Glücklicherweise kann ich all die im ersten Absatz erwähnten Einwände entkräften. Nicht nur, dass „Concrete Americana“ musikalisch zu überzeugen weiß, so klingt es auch komplett anders als Jans „Hauptband“ neànder. Die einzige Gemeinsamkeit, die beide musikalisch miteinander verbindet, ist die Tatsache, dass die Songs rein instrumental ohne gesangliche Untermalung daher kommen.
Eine Hommage an den Wilden Westen und Morricone
Ihren Ursprung hat „Concrete Americana“ tatsächlich in dem Versuch, einen Song von neànder als Akustikversion aufzunehmen. Der Albumtitel gibt dabei die Richtung vor. Es ist ein Tribut an die „Musik des Wilden Westens“. Americana wird hierzulande gefühlt oft mit Country gleich gesetzt, was nicht ganz richtig ist. Auch wenn eine Schnittmenge definitiv vorhanden ist, beruht Americana auf einem Mix an traditionellen Musikstilen aus dem Mittlleren Westen und den Südstaaten der USA wie Folk, Gospel, Blues, Jazz, Bluegrass, Rock’n’Roll und eben Country. Dieser bunte Mix spiegelt sich auch im Debüt von ATEM wieder, auf dem tiefer gestimmte Akustikgitarren im Vordergrund stehen. Natürlich ist die Erwähnung von Ennio Morricone hier fast schon zwangsläufig. Immerhin sagt Jan Korbach selber, dass dessen Auftritt auf seiner „Farewell Tour“ einen bleibenden Eindruck beim Musiker hinterlassen hat. Fehlt beim Hören eigentlich nur das Lagerfeuer. Oder die fliegenden Strohballen, die über die staubige Hauptstraße geweht werden. Wobei „Concrete Americana“ alles ist, nur eben nicht langweilig.
In den fast schon cineastisch anmutenden Klanglandschaften gibt es für Hörer*innen eine Menge zu entdecken. Jeder Song ist im Prinzip wie ein eigener kleiner Kurzfilm. Quasi der einzige Kritikpunkt: das Album ist mit knapp 26 Minuten Länge sehr kurz geraten. Kaum ist man in die Klanglandschaften von ATEM abgetaucht, sind diese auch schon wieder vorbei. Da gilt es, den Repeat-Button zu drücken… sorry, ich meine natürlich, die Schallplatte einfach noch mal umzudrehen.
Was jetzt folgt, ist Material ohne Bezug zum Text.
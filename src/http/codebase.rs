//! Codebase lifecycle endpoints: upload (kicks off ingestion), list, get,
//! status, delete. State extraction, typed query structs, and
//! `(StatusCode, Json)` error tuples throughout; multipart upload is built
//! from axum's own `Multipart` extractor.

use axum::extract::{Multipart, Path, Query, State};
use axum::http::StatusCode;
use axum::response::IntoResponse;
use axum::Json;
use serde::{Deserialize, Serialize};
use uuid::Uuid;

use crate::acquire::Source;
use crate::error::AppError;
use crate::model::{Codebase, SourceKind};

use super::AppContext;

#[derive(Deserialize)]
pub struct PageQuery {
    #[serde(default = "default_page")]
    page: u32,
    #[serde(default = "default_limit")]
    limit: u32,
}

fn default_page() -> u32 {
    1
}
fn default_limit() -> u32 {
    20
}

#[derive(Serialize)]
struct UploadResponse {
    codebase_id: Uuid,
    status: &'static str,
    workflow_id: String,
}

/// `POST /api/v1/codebase/upload` — multipart form with `name`,
/// `description?`, and exactly one of `file` or `repository_url`.
pub async fn upload(State(ctx): State<AppContext>, mut multipart: Multipart) -> Result<impl IntoResponse, AppError> {
    let mut name: Option<String> = None;
    let mut description: Option<String> = None;
    let mut file_bytes: Option<Vec<u8>> = None;
    let mut repository_url: Option<String> = None;

    while let Some(field) = multipart
        .next_field()
        .await
        .map_err(|e| AppError::Validation(format!("malformed multipart body: {e}")))?
    {
        match field.name().unwrap_or_default() {
            "name" => {
                name = Some(field.text().await.map_err(|e| AppError::Validation(e.to_string()))?);
            }
            "description" => {
                description = Some(field.text().await.map_err(|e| AppError::Validation(e.to_string()))?);
            }
            "repository_url" => {
                repository_url = Some(field.text().await.map_err(|e| AppError::Validation(e.to_string()))?);
            }
            "file" => {
                let bytes = field.bytes().await.map_err(|e| AppError::Validation(e.to_string()))?;
                if bytes.len() as u64 > ctx.config.max_archive_size_bytes {
                    return Err(AppError::SizeExceeded);
                }
                file_bytes = Some(bytes.to_vec());
            }
            _ => {}
        }
    }

    let name = name.ok_or_else(|| AppError::Validation("missing required field 'name'".to_string()))?;

    let (source_kind, source_locator, source) = match (file_bytes, repository_url) {
        (Some(_), Some(_)) => {
            return Err(AppError::Validation(
                "provide exactly one of 'file' or 'repository_url', not both".to_string(),
            ));
        }
        (None, None) => {
            return Err(AppError::Validation(
                "provide exactly one of 'file' or 'repository_url'".to_string(),
            ));
        }
        (Some(bytes), None) => (SourceKind::Archive, None, Source::Archive(bytes)),
        (None, Some(url)) => (SourceKind::RemoteUrl, Some(url.clone()), Source::RemoteUrl(url)),
    };

    let mut codebase = Codebase::new(name, description, source_kind, source_locator);

    if let Source::Archive(bytes) = &source {
        let dir = std::path::Path::new(&ctx.config.storage_path);
        tokio::fs::create_dir_all(dir)
            .await
            .map_err(|e| AppError::Internal(anyhow::anyhow!("failed to create storage dir: {e}")))?;
        let path = dir.join(format!("{}.zip", codebase.id));
        tokio::fs::write(&path, bytes)
            .await
            .map_err(|e| AppError::Internal(anyhow::anyhow!("failed to persist upload: {e}")))?;
        codebase.storage_path = Some(path.to_string_lossy().into_owned());
    }

    ctx.db.insert(&codebase).await?;
    ctx.orchestrator.start(codebase.id, source).await;

    Ok((
        StatusCode::ACCEPTED,
        Json(UploadResponse { codebase_id: codebase.id, status: "queued", workflow_id: codebase.workflow_id }),
    ))
}

#[derive(Serialize)]
struct ListResponse {
    codebases: Vec<Codebase>,
    total: u64,
    page: u32,
    limit: u32,
}

/// `GET /api/v1/codebase` — newest first, paginated.
pub async fn list(State(ctx): State<AppContext>, Query(q): Query<PageQuery>) -> Result<impl IntoResponse, AppError> {
    let (codebases, total) = ctx.db.list(q.page, q.limit).await?;
    Ok(Json(ListResponse { codebases, total, page: q.page, limit: q.limit }))
}

/// `GET /api/v1/codebase/{id}` — full metadata, 404 if unknown.
pub async fn get(State(ctx): State<AppContext>, Path(id): Path<Uuid>) -> Result<impl IntoResponse, AppError> {
    let codebase = ctx
        .db
        .get(id)
        .await?
        .ok_or_else(|| AppError::NotFound(format!("codebase {id} not found")))?;
    Ok(Json(codebase))
}

#[derive(Serialize)]
struct StatusResponse {
    #[serde(flatten)]
    workflow: crate::orchestrator::workflow::WorkflowStatus,
}

/// `GET /api/v1/codebase/{id}/status` — live workflow status if the
/// ingestion is still in flight, else a status derived from the persisted
/// Codebase row (covers process restarts where the in-memory runtime state
/// is gone but the database still has the final outcome).
pub async fn status(State(ctx): State<AppContext>, Path(id): Path<Uuid>) -> Result<impl IntoResponse, AppError> {
    let codebase = ctx
        .db
        .get(id)
        .await?
        .ok_or_else(|| AppError::NotFound(format!("codebase {id} not found")))?;

    let workflow = match ctx.orchestrator.status(id).await {
        Some(status) => status,
        None => status_from_codebase(&codebase),
    };

    Ok(Json(StatusResponse { workflow }))
}

fn status_from_codebase(codebase: &Codebase) -> crate::orchestrator::workflow::WorkflowStatus {
    use crate::model::CodebaseStatus::*;
    let (step, progress) = match codebase.status {
        Queued => ("queued", 0.0),
        Processing => ("processing", 0.5),
        Completed => ("completed", 1.0),
        Failed => ("failed", 1.0),
    };
    crate::orchestrator::workflow::WorkflowStatus {
        step: step.to_string(),
        progress,
        files_processed: codebase.processed_files,
        files_total: codebase.total_files,
        chunks_created: 0,
        secrets_found: codebase.secrets_detected,
        summary: String::new(),
        message: codebase.error_message.clone().unwrap_or_else(|| step.to_string()),
        error: codebase.error_message.clone(),
    }
}

/// `DELETE /api/v1/codebase/{id}` — cascades to chunks, sessions, the
/// stored blob, and a running workflow (the delete-cascade
/// property).
pub async fn delete(State(ctx): State<AppContext>, Path(id): Path<Uuid>) -> Result<impl IntoResponse, AppError> {
    let codebase = ctx
        .db
        .get(id)
        .await?
        .ok_or_else(|| AppError::NotFound(format!("codebase {id} not found")))?;

    ctx.orchestrator.cancel(id).await;
    ctx.pipeline.vector_index.delete_by_codebase(id).await?;
    ctx.session_store.delete_all_for_codebase(id).await?;

    if let Some(path) = &codebase.storage_path {
        tokio::fs::remove_file(path).await.ok();
    }

    ctx.db.delete(id).await?;

    Ok(StatusCode::NO_CONTENT)
}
Vinyl der Woche mit nummeriertem Obi-Strip
Im Labelshop von Through Love Records gibt es die Platte auf schwarzem oder Green/Black Swirl Vinyl mit handnummeriertem Obi-Strip – jeweils auf 100 Exemplare limitiert. Die farbige Edition gibt es exklusiv bei Through Love, schwarzes Vinyl solltet ihr auch im Plattenladen bei euch um die Ecke bekommen. Allerdings kommt es aufgrund einer Verzögerung im Presswerk zu einer Verschiebung des Vinyl-Releases um zwei Wochen. Statt am heutigen Freitag erscheint die Vinyl jetzt erst am 18. November. Wer die Platte direkt beim Label bestellt, hat dafür ab sofort die Chance eine Testpressung zu gewinnen, wie Through Love jüngst in einem Instagram-Beitrag verkündet hat.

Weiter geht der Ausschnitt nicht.